Aim of the task: Go through the records and filter out every line lacking the word "Some"; copy the lines that remain.

»»

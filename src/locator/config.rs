//! Configuration for locate and optimize runs

use crate::coordinates::RegionOptimizer;
use crate::error::{LocatorError, LocatorResult};
use crate::template_matching::{ResizeFilter, ScaleSweep};
use serde::{Deserialize, Serialize};
use std::fs;
use std::path::{Path, PathBuf};

#[derive(Debug, Clone, PartialEq, Serialize, Deserialize)]
#[serde(default)]
pub struct LocatorConfig {
    /// Confidence threshold used when a request does not set its own (0.0 to 1.0)
    pub match_threshold: f32,
    /// Template scales tried by the multi-scale mode
    pub scale_sweep: ScaleSweep,
    /// Resampling filter for scaled templates
    pub resize_filter: ResizeFilter,
    /// Coordinate log rows kept after each append
    pub log_limit: usize,
    pub coordinate_log_path: PathBuf,
    /// Where the optimized search region is persisted
    pub region_path: PathBuf,
    /// Directory for capture and match images; `None` disables them
    pub debug_dir: Option<PathBuf>,
    /// Also save the crop covering all matches in all-matches mode
    pub visual_debug: bool,
    /// IQR multiplier for outlier removal; `None` keeps every logged value
    pub iqr_multiplier: Option<f64>,
    /// Standard deviations added around the optimized region
    pub region_inflation: f64,
    pub screen_width: u32,
    pub screen_height: u32,
}

impl Default for LocatorConfig {
    fn default() -> Self {
        let optimizer = RegionOptimizer::default();
        Self {
            match_threshold: 0.75,
            scale_sweep: ScaleSweep::default(),
            resize_filter: ResizeFilter::default(),
            log_limit: 20,
            coordinate_log_path: PathBuf::from("config/coordinate_log.csv"),
            region_path: PathBuf::from("config/automation_config.json"),
            debug_dir: Some(PathBuf::from("logs")),
            visual_debug: false,
            iqr_multiplier: optimizer.iqr_multiplier,
            region_inflation: optimizer.inflation,
            screen_width: 2560,
            screen_height: 1440,
        }
    }
}

impl LocatorConfig {
    /// Load a JSON config; a missing file yields the defaults
    pub fn load(path: &Path) -> LocatorResult<Self> {
        let content = match fs::read_to_string(path) {
            Ok(content) => content,
            Err(e) if e.kind() == std::io::ErrorKind::NotFound => {
                log::debug!("No config at {}, using defaults", path.display());
                return Ok(Self::default());
            }
            Err(e) => return Err(LocatorError::io(path, e)),
        };
        serde_json::from_str(&content).map_err(|source| LocatorError::Json {
            path: path.to_path_buf(),
            source,
        })
    }

    pub fn optimizer(&self) -> RegionOptimizer {
        RegionOptimizer {
            iqr_multiplier: self.iqr_multiplier,
            inflation: self.region_inflation,
        }
    }
}

/// Configuration preset for listing rows (many marker instances per screen)
pub fn create_listing_config() -> LocatorConfig {
    LocatorConfig {
        match_threshold: 0.75,
        visual_debug: true,
        ..LocatorConfig::default()
    }
}

/// Configuration preset for exact UI buttons
pub fn create_button_config() -> LocatorConfig {
    LocatorConfig {
        match_threshold: 0.99,
        scale_sweep: ScaleSweep::fixed(),
        ..LocatorConfig::default()
    }
}

#[cfg(test)]
mod tests {
    use super::*;
    use tempfile::tempdir;

    #[test]
    fn test_config_defaults() {
        let config = LocatorConfig::default();
        assert_eq!(config.match_threshold, 0.75);
        assert_eq!(config.log_limit, 20);
        assert_eq!(config.scale_sweep.steps, 20);
        assert_eq!(config.iqr_multiplier, Some(3.0));
        assert!(!config.visual_debug);
    }

    #[test]
    fn test_missing_file_gives_defaults() {
        let dir = tempdir().unwrap();
        let config = LocatorConfig::load(&dir.path().join("nope.json")).unwrap();
        assert_eq!(config, LocatorConfig::default());
    }

    #[test]
    fn test_partial_file_overrides_fields() {
        let dir = tempdir().unwrap();
        let path = dir.path().join("locator.json");
        std::fs::write(
            &path,
            r#"{"match_threshold": 0.9, "log_limit": 5, "debug_dir": null, "scale_sweep": {"min": 0.8, "max": 1.2, "steps": 5}}"#,
        )
        .unwrap();

        let config = LocatorConfig::load(&path).unwrap();
        assert_eq!(config.match_threshold, 0.9);
        assert_eq!(config.log_limit, 5);
        assert!(config.debug_dir.is_none());
        assert_eq!(config.scale_sweep.values().len(), 5);
        assert_eq!(config.screen_width, 2560);
    }

    #[test]
    fn test_presets() {
        assert_eq!(create_button_config().match_threshold, 0.99);
        assert_eq!(create_button_config().scale_sweep.values(), vec![1.0]);
        assert!(create_listing_config().visual_debug);
    }
}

««

Your solution:
            debug_dir: Some(PathBuf::from("logs")),
        assert_eq!(config.iqr_multiplier, Some(3.0));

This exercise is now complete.